In order to prepare law enforcement to testify, prosecutors
often conduct an interview (or series of
interviews) designed to elicit information about
what the officer witnessed. These interviews are
often free-flowing and unpredictable. Moreover,
given their different backgrounds and approaches
to cases, it is possible that both individuals may use
different terminology and/or emphasize the importance
of different facts during the interview process,
which in turn can lead to miscommunications and
inadvertent mistakes, even when both parties are
operating in good faith. Thus, interaction with
law enforcement is an area that lends itself to the
use of checklists; using a checklist can remind
prosecutors to return to some first principles in
every police interview to ensure that they are not
overlooking exculpatory information or unintentionally
suborning perjury. Furthermore, the use
of checklists can safeguard police officers against
serious repercussions, such as adverse credibility
determinations against them that could compromise
their ability to testify in the future. The Manhattan DA’s CIU has developed a written
questionnaire to address various issues arising
out of police testimony. The questionnaire does
not embody a new policy—the office has always
had procedures for early case assessments—but
instead reflects a formalized commitment to ensuring
accuracy at the outset in its criminal cases. The
guidelines—which are included in the Appendix,
and are designed to elicit information about the
officer’s firsthand knowledge of the arrest and the
details of the crime—address the following subjects: (1) The source of the officer’s information; (2) Details of the recovery of property; (3) Additional questions in civilian cases; and (4) Other key areas such as the use of informants,
the identity of all officers at the scene during
property recovery, and identification procedures.
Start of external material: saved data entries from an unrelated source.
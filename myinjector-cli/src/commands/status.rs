//! `myinjector status`: compare sandboxes with the config document.

use anyhow::Result;
use clap::Args;
use colored::Colorize;
use tabled::{settings::Style, Table, Tabled};

use myinjector_sync::{DriftState, PackageStatus};

use super::{package, print_json, Env};

#[derive(Args, Debug)]
pub struct StatusArgs {
    /// Check a single package.
    pub package: Option<String>,

    /// Emit machine-readable JSON.
    #[arg(long)]
    pub json: bool,
}

#[derive(Tabled)]
struct StatusRow {
    #[tabled(rename = "package")]
    package: String,
    #[tabled(rename = "method")]
    method: String,
    #[tabled(rename = "status")]
    status: String,
    #[tabled(rename = "detail")]
    detail: String,
    #[tabled(rename = "gadget config")]
    gadget: String,
}

impl StatusArgs {
    pub fn run(self, env: &Env) -> Result<()> {
        let engine = env.engine();
        let statuses = match &self.package {
            Some(raw) => vec![engine.status(&package(raw)?)],
            None => engine.status_all(),
        };
        if self.json {
            return print_json(&statuses);
        }
        print_table(&statuses);
        Ok(())
    }
}

fn print_table(statuses: &[PackageStatus]) {
    let drifted = statuses
        .iter()
        .filter(|s| matches!(s.state, DriftState::Drifted { .. }))
        .count();
    println!(
        "MyInjector v{} | {} apps | {} drifted",
        env!("CARGO_PKG_VERSION"),
        statuses.len(),
        drifted
    );
    if statuses.is_empty() {
        println!("No applications configured.");
        return;
    }

    let separator = "■".repeat(67).bright_black().to_string();
    println!("{separator}");
    println!(
        "Indicators: {} CURRENT  {} DRIFTED  {} DISABLED  {} UNCONFIGURED",
        indicator(&DriftState::Current),
        indicator(&DriftState::Drifted { missing: Vec::new() }),
        indicator(&DriftState::Disabled {
            leftovers: Vec::new()
        }),
        indicator(&DriftState::Unconfigured),
    );
    println!("{separator}");

    let rows: Vec<StatusRow> = statuses
        .iter()
        .map(|s| StatusRow {
            package: s.package.to_string(),
            method: s.injection_method.to_string(),
            status: format!("{} {}", indicator(&s.state), s.state.label().to_uppercase()),
            detail: detail(&s.state),
            gadget: s.gadget_config.clone().unwrap_or_else(|| "-".to_string()),
        })
        .collect();
    let mut table = Table::new(rows);
    table.with(Style::rounded());
    println!("{table}");

    if drifted > 0 {
        println!("Run 'myinjector deploy --all' to bring drifted apps up to date.");
    }
}

fn indicator(state: &DriftState) -> String {
    match state {
        DriftState::Current => "●".green().to_string(),
        DriftState::Drifted { .. } => "●".red().to_string(),
        DriftState::Disabled { leftovers } if !leftovers.is_empty() => "●".yellow().to_string(),
        DriftState::Disabled { .. } => "○".bright_black().to_string(),
        DriftState::Unconfigured => "○".bright_black().to_string(),
    }
}

fn detail(state: &DriftState) -> String {
    match state {
        DriftState::Drifted { missing } => format!("missing: {}", missing.join(", ")),
        DriftState::Disabled { leftovers } if !leftovers.is_empty() => {
            format!("left behind: {}", leftovers.join(", "))
        }
        DriftState::Unconfigured => "no entry in config".to_string(),
        _ => String::new(),
    }
}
See Appendix A, Ex. 3. Questions regarding the source of the officer’s
information and recovery of property are designed
to mitigate the incidence of so-called “accommodation
perjury,” i.e., where one officer might take
“credit” for the work of another, such as testifying
before the grand jury that he or she recovered certain
evidence when it was actually their partner who
did so, so that their partner need not come to court
on his or her day off. In these instances, there is no
animus or bad faith—the concept assumes compliance
with all constitutional and relevant laws
and procedures—but it is nonetheless problematic.
However, by reminding prosecutors to inquire specifically
about the source of information and about
evidence recovery, and suggesting appropriate
follow-up questions designed to clarify an officer’s
personal knowledge and actions, prosecutors can
uncover, deter, and remediate accommodation
perjury before an officer actually testifies. d. Confidential Informant Checklists Informant testimony is frequently essential to
effective law enforcement and prosecution. At
the same time, experts point to the use of informant
testimony as a contributing factor in many
wrongful convictions.6 Accordingly, prosecutors
seeking to proactively ensure the integrity of their
cases should formulate and adopt procedures and
guidelines to govern the use of informant testimony. For example, an office can establish a central
database detailing information about all potential
confidential informants. The Santa Clara County
DA’s Office has done so in response to a prior incident
in which a certain informant had previously
given the office unreliable information, but, since
not all prosecutors were aware of this issue, the
informant continued to be used. District Attorney
Rosen thus created a central database of informants
used by his office to allow prosecutors to conduct
due diligence on their backgrounds. This reform is
also consistent with the recommendations made
by the California Commission on the Fair Administration
of Justice (“CCFAJ”).7 The Manhattan CIU has also taken steps to regulate
the use of confidential informants. The CIU
working group created a 14-point checklist that
formalizes the office’s pre-existing policies regarding
confidential informants by identifying certain
“red flag” areas regarding the use of informants. The
14-point checklist, which is included in Appendix
A, Ex. 2, requires prosecutors to provide information
regarding an informant’s background and
relationship to the case, including the following: (1) The potential cooperator’s criminal history and/
or present status with parole/probation; (2) The history of plea offers made in the potential
cooperator’s present case; (3) The potential cooperator’s prior cooperation
efforts and relationship with law enforcement;
and (4) An investigative plan for the potential cooperator,
including how the cooperator will be utilized. In addition, the Manhattan CIU checklist also
requires each prosecutor to meet with the Chief of
the Trial Division to get supervisory approval to use
confidential informants. In general, prosecutors
must be prepared to discuss the following: (1) The potential cooperator’s full personal history
and biographic information; (2) The potential cooperator’s motivations for
cooperating; (3) The target and/or co-defendant’s background
and criminal history; (4) A brief summary of serious crimes witnessed by
the potential cooperator (as a non-participant
in those crimes); (5) A detailed account of evidence corroborating the
potential cooperator’s statements and activities;
and (6) An evaluation of the potential cooperator as a
witness.
See Appendix A, Ex 2. The Manhattan CIU’s work product provides
offices with a clear template for drafting their own
checklists. In addition, the CIU’s reforms are consistent
with those recommended by a number of
state commissions formed to study the causes of
wrongful convictions and has also been the focus of
prosecutorial training in the Ninth Circuit. Thus, DA
offices have a host of reports and recommendations
that they can and should consider in enacting office
reforms regarding the use of informant testimony.8 e. Considerations for Smaller DA Offices Checklists are not necessarily time or laborintensive.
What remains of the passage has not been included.